I’ve been using Comodo Internet Security for a long time but have never been able to quite get this working.
Here is my setup:
I have a virtual machine running with Windows 7 installed to act just as a VPN server to allow access to my home network. I can access anything on my LAN just fine but whenever I try to get on the internet, whatever device I’m using just says something along the line of “Bad DNS Request”. The only reason I am using a VPN (VirtualBox) is because I am using Comcast’s ■■■■■■ modem/router combo that doesn’t allow VPN connections through the firewall even if you forward all the correct ports, so I have to set the VM’s adapter to bridged mode with a static IP and set that IP as the DMZ in the router. If I disable Comodo’s firewall completely I can access all my local devices and still have an internet connection over LTE on my phone, however since the VM is set as the DMZ I DEFINITELY want a firewall running.

Basically all I want is to be able to connect to my home network through a VPN and still have an internet connection on whatever device I’m using. I’ve tried setting global rules in the firewall to allow WAN access to VPN clients but nothing I have tried works. Can someone help me with creating a working rule that allows my devices both LAN and WAN access, or maybe recommend a better solution to this setup. I do have an Ubuntu server running on my network acting as a file server, MySQL server, etc and I could use that instead of my desktop hosting a VM for remote connections.

Thanks everyone for your time…

What VPN server software are you running inside the the guest windows 7 VM? Also run a wireshark packet capture inside the guest VM with comodo firewall disabled, make a connection to the VPN, then do the same with the firewall enabled with a different packet capture. You can compare the two packet captures to see what is being blocked.

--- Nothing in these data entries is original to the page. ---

//! End-to-end scenarios through the composer
//!
//! Each scenario drives the full pipeline (classify -> analyze -> decide ->
//! check -> respond -> session update) with a scripted language backend.

use std::collections::VecDeque;
use std::sync::{Arc, Mutex};

use outfitengine::composer::{Composer, TurnRequest};
use outfitengine::domain::GarmentSpec;
use outfitengine::engine::{ClarificationKind, DecisionAction};
use outfitengine::llm::{CompletionRequest, CompletionResponse, LlmClient, LlmError};

/// Scripted language backend: replays canned replies, then fails
struct ScriptedLlm {
    replies: Mutex<VecDeque<String>>,
}

impl ScriptedLlm {
    fn new(replies: &[&str]) -> Arc<Self> {
        Arc::new(Self {
            replies: Mutex::new(replies.iter().map(|r| r.to_string()).collect()),
        })
    }

    /// A backend that fails every call
    fn down() -> Arc<Self> {
        Self::new(&[])
    }
}

#[async_trait::async_trait]
impl LlmClient for ScriptedLlm {
    async fn complete(&self, _request: CompletionRequest) -> Result<CompletionResponse, LlmError> {
        match self.replies.lock().unwrap().pop_front() {
            Some(text) => Ok(CompletionResponse::text(text)),
            None => Err(LlmError::Malformed("script exhausted".to_string())),
        }
    }
}

fn spec(name: &str, category: &str) -> GarmentSpec {
    GarmentSpec {
        name: name.to_string(),
        category: category.to_string(),
        ..Default::default()
    }
}

fn request(message: &str, current: Vec<GarmentSpec>, candidates: Vec<GarmentSpec>) -> TurnRequest {
    TurnRequest {
        conversation_id: "scenario".to_string(),
        message: message.to_string(),
        current_items: current,
        candidate_items: candidates,
        baseline_items: None,
        history: vec![],
        turn_seq: None,
    }
}

fn classifier_reply(request_type: &str) -> String {
    format!(r#"{{"request_type": "{request_type}", "confidence": 0.9}}"#)
}

// Scenario 1: empty outfit, one candidate -> plain addition, no rebuild
#[tokio::test]
async fn scenario_empty_outfit_adds_candidate() {
    let llm = ScriptedLlm::new(&[&classifier_reply("single_item")]);
    let composer = Composer::new(llm).unwrap();

    let outcome = composer
        .process_turn(request("a white t-shirt", vec![], vec![spec("white t-shirt", "t-shirt")]))
        .await
        .unwrap();

    assert_eq!(outcome.decision.action, DecisionAction::Execute);
    assert_eq!(outcome.decision.items_to_add.len(), 1);
    assert_eq!(outcome.decision.items_to_add[0].name, "white t-shirt");
    assert!(outcome.decision.items_to_remove.is_empty());
    assert!(!outcome.decision.regenerate_from_scratch);
    assert_eq!(outcome.outfit.item_count(), 1);
}

// Scenario 2: separates, top candidate without layering language -> swap
#[tokio::test]
async fn scenario_separates_swaps_top() {
    let llm = ScriptedLlm::new(&[&classifier_reply("single_item")]);
    let composer = Composer::new(llm).unwrap();

    let outcome = composer
        .process_turn(request(
            "a blouse",
            vec![spec("t-shirt", "t-shirt"), spec("jeans", "jeans")],
            vec![spec("blouse", "blouse")],
        ))
        .await
        .unwrap();

    assert_eq!(outcome.decision.action, DecisionAction::Execute);
    assert_eq!(outcome.decision.items_to_remove.len(), 1);
    assert_eq!(outcome.decision.items_to_remove[0].name, "t-shirt");
    assert_eq!(outcome.decision.items_to_add[0].name, "blouse");
    assert!(outcome.decision.regenerate_from_scratch);
}

// Scenario 3: one-piece -> top with a known baseline restores the bottom
#[tokio::test]
async fn scenario_one_piece_to_top_restores_baseline_bottom() {
    let llm = ScriptedLlm::new(&[&classifier_reply("single_item")]);
    let composer = Composer::new(llm).unwrap();

    let mut req = request(
        "a crop top",
        vec![spec("sundress", "sundress")],
        vec![spec("crop top", "crop top")],
    );
    req.baseline_items = Some(vec![spec("white tee", "t-shirt"), spec("black jeans", "jeans")]);

    let outcome = composer.process_turn(req).await.unwrap();

    assert_eq!(outcome.decision.action, DecisionAction::Execute);
    let added: Vec<_> = outcome.decision.items_to_add.iter().map(|i| i.name.as_str()).collect();
    assert!(added.contains(&"crop top"));
    assert!(added.contains(&"black jeans"));
    assert_eq!(outcome.decision.items_to_remove[0].name, "sundress");
    assert!(outcome.decision.regenerate_from_scratch);
    // no question was raised
    assert!(outcome.clarification.is_none());
}

// Scenario 4: three top-equivalent layers, no layering language -> clarify
// with one option per layer plus the add-as-new-layer escape
#[tokio::test]
async fn scenario_layered_ambiguity_offers_four_options() {
    let llm = ScriptedLlm::new(&[&classifier_reply("single_item")]);
    let composer = Composer::new(llm).unwrap();

    let outcome = composer
        .process_turn(request(
            "a leather jacket",
            vec![
                spec("tee", "t-shirt"),
                spec("flannel", "flannel"),
                spec("denim jacket", "denim jacket"),
                spec("jeans", "jeans"),
            ],
            vec![spec("leather jacket", "leather jacket")],
        ))
        .await
        .unwrap();

    assert_eq!(outcome.decision.action, DecisionAction::Clarify);
    let clarification = outcome.clarification.expect("clarification context");
    assert_eq!(clarification.kind, ClarificationKind::LayerTarget);
    assert_eq!(clarification.options.len(), 4);
    // nothing merged into the outfit while the question is open
    assert_eq!(outcome.outfit.item_count(), 4);
}

// Scenario 5: removing the only worn item can never empty the outfit
#[tokio::test]
async fn scenario_unsafe_removal_clarifies() {
    let reply = r#"{"request_type": "removal", "confidence": 0.95, "garments": ["hoodie"], "removal_keywords": ["take off"]}"#;
    let llm = ScriptedLlm::new(&[reply]);
    let composer = Composer::new(llm).unwrap();

    let outcome = composer
        .process_turn(request("take off my hoodie", vec![spec("hoodie", "hoodie")], vec![]))
        .await
        .unwrap();

    assert_eq!(outcome.decision.action, DecisionAction::Clarify);
    let clarification = outcome.clarification.expect("clarification context");
    assert_eq!(clarification.kind, ClarificationKind::ConfirmRemoval);
    // outfit untouched
    assert_eq!(outcome.outfit.item_count(), 1);
}

// Scenario 5 epilogue: the explicit yes executes the confirmed removal
#[tokio::test]
async fn scenario_confirmed_removal_executes() {
    let reply = r#"{"request_type": "removal", "confidence": 0.95, "garments": ["hoodie"], "removal_keywords": ["take off"]}"#;
    let llm = ScriptedLlm::new(&[reply]);
    let composer = Composer::new(llm).unwrap();

    composer
        .process_turn(request("take off my hoodie", vec![spec("hoodie", "hoodie")], vec![]))
        .await
        .unwrap();

    let outcome = composer
        .process_turn(request("yes, remove everything", vec![spec("hoodie", "hoodie")], vec![]))
        .await
        .unwrap();

    assert_eq!(outcome.decision.action, DecisionAction::Execute);
    assert_eq!(outcome.decision.items_to_remove[0].name, "hoodie");
    assert_eq!(outcome.outfit.item_count(), 0);
}

// A dead backend degrades to the fallback classification, which still
// produces a usable (clarifying) response rather than an error
#[tokio::test]
async fn backend_outage_yields_fallback_response() {
    let composer = Composer::new(ScriptedLlm::down()).unwrap();

    let outcome = composer
        .process_turn(request(
            "a blouse",
            vec![spec("tee", "t-shirt"), spec("jeans", "jeans")],
            vec![spec("blouse", "blouse")],
        ))
        .await
        .unwrap();

    // candidates were resolved upstream, so the fallback single_item
    // classification still routes them through the separates tree
    assert_eq!(outcome.decision.action, DecisionAction::Execute);
    assert!(!outcome.response_text.is_empty());
}

// Style-mood requests are never silently executed
#[tokio::test]
async fn style_mood_round_trips_through_approval() {
    let llm = ScriptedLlm::new(&[&classifier_reply("style_mood")]);
    let composer = Composer::new(llm).unwrap();

    let outcome = composer
        .process_turn(request(
            "something breezy",
            vec![spec("tee", "t-shirt"), spec("jeans", "jeans")],
            vec![spec("sundress", "sundress")],
        ))
        .await
        .unwrap();

    assert_eq!(outcome.decision.action, DecisionAction::Suggest);
    assert!(outcome.decision.requires_approval);
    assert!(outcome.decision.regenerate_from_scratch);
    // outfit untouched until approved
    assert_eq!(outcome.outfit.item_count(), 2);

    let outcome = composer
        .process_turn(request(
            "go ahead",
            vec![spec("tee", "t-shirt"), spec("jeans", "jeans")],
            vec![],
        ))
        .await
        .unwrap();

    assert_eq!(outcome.decision.action, DecisionAction::Execute);
    assert_eq!(outcome.decision.items_to_add[0].name, "sundress");
    assert_eq!(outcome.outfit.item_count(), 1);
}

Also which version of Virtualbox are you using? 4.3.x or the new 5.x branch, reason I ask is because starting with version 5, Virtualbox virtual networking uses NDIS6 protocol which means host firewalls interfere with incoming connections to the guest vm in bridge networking mode. But on versions <5.x you can access services/servers running in a guest VM without having to make exceptions/opening ports with the host software firewall. Speaking of host firewalls, do you have comodo installed on the host, the guest, or both?

I’m using VirtualBox v4.3.24 and Comodo is installed on both the host and guest. Specifically CIS is installed on the host and just the firewall on the guest. Then UFW is running on my Linux box. The configuration for the host seems fine since everything works perfectly when the guest OS’s firewall is disabled. I can run wireshark tomorrow to get the packet comparison and post the results. I’m wondering if it wouldn’t be a better solution to just add entries on the guest firewall allowing the MAC’s for both my phone and laptop to be completely unfiltered? I think that is the only thing I haven’t tried. I read a tutorial online that was talking about creating a separate network zone for the VPN and then allowing the VPN zone and Home #1 to communicate but after spending 45min following that it still didn’t work. Not to mention it doesn’t seem like that would fix it since I have LAN access to everything even when the firewall is running, just not WAN.

The other effect I was hoping for is to get around certain networks that block specific websites on their network, but aren’t configured to block VPN. I’ve worked at places that block Google, Yahoo, MSN and Bing (for whatever unknown reason) so I can’t even research anything. I’m assuming that if I use a VPN connection that it will use my home’s DNS servers and search domains? i.e. Comcast.

Ok good we can rule out comodo on the host causing issues and focus on setting up comodo in the guest.

I'm wondering if it wouldn't be a better solution to just add entries on the guest firewall allowing the MAC's for both my phone and laptop to be completely unfiltered? I think that is the only thing I haven't tried. I read a tutorial online that was talking about creating a separate network zone for the VPN and then allowing the VPN zone and Home #1 to communicate but after spending 45min following that it still didn't work. Not to mention it doesn't seem like that would fix it since I have LAN access to everything even when the firewall is running, just not WAN.
Creating firewall rules based on MAC address will not work when connecting from outside your network as the MAC address is replaced by every router along the path.

Yes when you connect through a VPN tunnel you use the VPN endpoint DNS servers unless you specifically set DNS IP address in the network adapter properties as all requests will be sent to the VPN.